There are a ton of tools that help you measure and report on metrics. You must pay attention to what you’re measuring, think about what the results mean, learn from them, and make better decisions based on them. Be sure what you’re measuring matters to the business and to making your process better, faster, and more efficient. There are automated ways to do it, but you need to understand what the data means to your daily workflow and use it to impact your decisions moving forward. Don’t keep doing the same things that aren’t working. Learn from what is happening. 

9. Network With Peers

There are amazing people in talent acquisition and a tremendous well of thought leadership. And guess what? People are happy to share. So talk to others about what works and what doesn’t. You don’t need to reinvent the wheel. Borrow and draft and use what others have done.

Remember, of course, that just because something is right for someone else doesn’t mean it will be right for you. Still, you can get great ideas from your TA peers. Reach out on LinkedIn and connect with others in your field.

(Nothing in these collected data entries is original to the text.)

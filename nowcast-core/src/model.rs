use serde::{Deserialize, Serialize};
use std::{fmt, str::FromStr};

/// Unit mode sent to the API and used to pick display suffixes.
#[derive(Debug, Clone, Copy, PartialEq, Eq, Hash, Default, Serialize, Deserialize)]
#[serde(rename_all = "lowercase")]
pub enum Units {
    #[default]
    Metric,
    Imperial,
    Standard,
}

impl Units {
    pub fn as_str(&self) -> &'static str {
        match self {
            Units::Metric => "metric",
            Units::Imperial => "imperial",
            Units::Standard => "standard",
        }
    }

    pub const fn all() -> &'static [Units] {
        &[Units::Metric, Units::Imperial, Units::Standard]
    }

    pub fn temperature_suffix(&self) -> &'static str {
        match self {
            Units::Metric => "°C",
            Units::Imperial => "°F",
            Units::Standard => "K",
        }
    }

    pub fn wind_speed_suffix(&self) -> &'static str {
        match self {
            Units::Imperial => "mph",
            _ => "m/s",
        }
    }
}

impl fmt::Display for Units {
    fn fmt(&self, f: &mut fmt::Formatter<'_>) -> fmt::Result {
        f.write_str(self.as_str())
    }
}

impl FromStr for Units {
    type Err = anyhow::Error;

    fn from_str(value: &str) -> Result<Self, Self::Err> {
        match value.to_lowercase().as_str() {
            "metric" => Ok(Units::Metric),
            "imperial" => Ok(Units::Imperial),
            "standard" => Ok(Units::Standard),
            _ => Err(anyhow::anyhow!(
                "Unknown unit mode '{value}'. Supported: metric, imperial, standard."
            )),
        }
    }
}

#[derive(Debug, Clone, PartialEq, Eq)]
pub struct WeatherRequest {
    pub city: String,
    pub units: Units,
}

impl WeatherRequest {
    pub fn new(city: impl Into<String>, units: Units) -> Self {
        Self { city: city.into(), units }
    }
}

/// One weather snapshot for a single query.
///
/// Every field may be missing from the API response; consumers render
/// absent values as a placeholder.
#[derive(Debug, Clone, Default, PartialEq, Serialize, Deserialize)]
pub struct Observation {
    pub city: Option<String>,
    pub country: Option<String>,
    pub description: Option<String>,
    pub temperature: Option<f64>,
    pub feels_like: Option<f64>,
    pub humidity: Option<f64>,
    pub wind_speed: Option<f64>,
    /// Shift from UTC in seconds.
    pub timezone_offset: i64,
    pub observed_at: Option<i64>,
    pub sunrise: Option<i64>,
    pub sunset: Option<i64>,
}
use thiserror::Error;

/// Body message used when a non-2xx response carries no readable `message`.
pub const UNKNOWN_HTTP_ERROR: &str = "Unknown HTTP error";

#[derive(Debug, Error)]
pub enum ConfigError {
    #[error(
        "OPENWEATHER_API_KEY is not set.\n\
         Hint: pass --apikey <KEY>, export OPENWEATHER_API_KEY, or run `nowcast --configure`."
    )]
    MissingApiKey,
}

/// Why a single weather fetch produced no data.
#[derive(Debug, Error)]
pub enum FetchError {
    /// The API answered with a non-2xx status.
    #[error("{message}")]
    Api { status: u16, message: String },

    /// Timeout, connection failure, or a body that could not be read.
    #[error("{}", describe_transport(.0))]
    Network(#[source] reqwest::Error),

    #[error("unexpected response body: {0}")]
    Decode(#[from] serde_json::Error),
}

impl FetchError {
    pub fn is_network(&self) -> bool {
        matches!(self, FetchError::Network(_))
    }
}

fn describe_transport(err: &reqwest::Error) -> String {
    if err.is_timeout() {
        return "request timed out".to_string();
    }

    // reqwest keeps the root cause (DNS failure, refused connection) in the source chain.
    let mut message = err.to_string();
    let mut source = std::error::Error::source(err);
    while let Some(cause) = source {
        message.push_str(": ");
        message.push_str(&cause.to_string());
        source = cause.source();
    }
    message
}
//! Core library for the `nowcast` CLI.
//!
//! This crate defines:
//! - Configuration & API key resolution
//! - Abstraction over the weather provider and the OpenWeather client
//! - Shared domain models (requests, observations) and display formatting
//!
//! It is used by `nowcast-cli`, but can also be reused by other binaries or services.

pub mod config;
pub mod error;
pub mod format;
pub mod model;
pub mod provider;

pub use config::{Config, ProviderConfig};
pub use error::{ConfigError, FetchError};
pub use model::{Observation, Units, WeatherRequest};
pub use provider::{OpenWeatherProvider, WeatherProvider};
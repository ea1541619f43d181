// File: crates/chart-data/src/animator.rs
// Summary: Cooperative progress clock driving diff transitions frame by frame.

use std::time::{Duration, Instant};

use crate::config::AnimationConfig;
use crate::diff::{DiffProcessor, SourceSnapshot};
use crate::model::EntryModel;

#[derive(Clone, Copy)]
struct Active {
    started: Instant,
    from: f64,
    duration: Duration,
}

/// Advances transition progress toward 1 on the render path's frame clock.
///
/// All state lives on the ticking thread; there is no locking. Progress moves
/// at constant speed: a transition started partway through covers only the
/// remaining distance over a proportionally shorter duration.
pub struct TransitionAnimator {
    duration: Duration,
    enabled: bool,
    progress: f64,
    seeded: bool,
    active: Option<Active>,
    on_frame: Option<Box<dyn FnMut(f64)>>,
}

impl TransitionAnimator {
    pub fn new(config: &AnimationConfig) -> Self {
        Self {
            duration: config.duration(),
            enabled: config.is_animated(),
            progress: 0.0,
            seeded: false,
            active: None,
            on_frame: None,
        }
    }

    /// Seed the processor for a transition to `new` and start animating.
    ///
    /// If a previous transition has not reached its end (still ticking, or
    /// frozen by a cancel), the old side is that diff sampled at the current
    /// progress, never the pre-animation original, so rapid successive
    /// updates stay visually continuous. Otherwise the old side is the last
    /// published model (or an empty fade-in seed).
    pub fn transition<F>(
        &mut self,
        processor: &mut DiffProcessor,
        old: Option<&EntryModel>,
        new: &EntryModel,
        on_frame: F,
    ) where
        F: FnMut(f64) + 'static,
    {
        let seed = if self.seeded && self.progress < 1.0 {
            processor.snapshot_at(self.progress)
        } else {
            match old {
                Some(model) => SourceSnapshot::of(model),
                None => SourceSnapshot::empty(),
            }
        };
        processor.set_source(seed, new);
        self.seeded = true;
        self.progress = 0.0;
        self.start(on_frame);
    }

    /// Begin advancing from the current progress to 1, invoking `on_frame`
    /// with every emitted progress value. With animation disabled by
    /// configuration, `on_frame(1.0)` runs once, synchronously.
    pub fn start<F>(&mut self, on_frame: F)
    where
        F: FnMut(f64) + 'static,
    {
        self.start_at(Instant::now(), on_frame);
    }

    /// [`TransitionAnimator::start`] with an explicit clock, for
    /// deterministic frame drivers.
    pub fn start_at<F>(&mut self, now: Instant, mut on_frame: F)
    where
        F: FnMut(f64) + 'static,
    {
        if !self.enabled || self.duration.is_zero() || self.progress >= 1.0 {
            self.active = None;
            self.on_frame = None;
            self.progress = 1.0;
            on_frame(1.0);
            return;
        }
        let remaining = 1.0 - self.progress;
        self.active = Some(Active {
            started: now,
            from: self.progress,
            duration: self.duration.mul_f64(remaining),
        });
        self.on_frame = Some(Box::new(on_frame));
    }

    pub fn tick(&mut self) {
        self.tick_at(Instant::now());
    }

    /// Advance to `now`, emit the progress value, and complete at 1.
    pub fn tick_at(&mut self, now: Instant) {
        let Some(active) = self.active else {
            return;
        };
        let t = if active.duration.is_zero() {
            1.0
        } else {
            let elapsed = now.saturating_duration_since(active.started);
            (elapsed.as_secs_f64() / active.duration.as_secs_f64()).clamp(0.0, 1.0)
        };
        let p = active.from + (1.0 - active.from) * t;
        self.progress = p;
        if let Some(cb) = self.on_frame.as_mut() {
            cb(p);
        }
        if t >= 1.0 {
            self.active = None;
            self.on_frame = None;
        }
    }

    /// Stop ticking synchronously. No frame callback can run after this
    /// returns; progress stays frozen at the last emitted value so a later
    /// start resumes without a jump.
    pub fn cancel(&mut self) {
        self.active = None;
        self.on_frame = None;
    }

    pub fn current_progress(&self) -> f64 {
        self.progress
    }

    pub fn is_running(&self) -> bool {
        self.active.is_some()
    }
}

Even those who are your competitors are often willing to share insights on best practices. So ask. Don’t be shy: reach out and take advantage of what your peers are learning, and share with them as well. 

10. Keep Recruiting Fun

You may or may not have a shiny, cool brand, and recruiting will always be a boatload of work. You need to keep the job fun. I have seen stunning presentations from companies who don’t do shiny, cool things, and they find ways to infuse their TA function with passion. Their TA people are enthusiastic and their energy is engaging. The best way to do that is to sell your recruiters and TA folks on the power of your company values, then find ways to make it fun for recruiters and hiring managers. Take a look at your brand and see what you can emphasize. Play up your best features and build an energy that makes you irresistible to candidates and employees. 

Pay attention to these 10 things and you will be well on your way to having an outstanding 2015!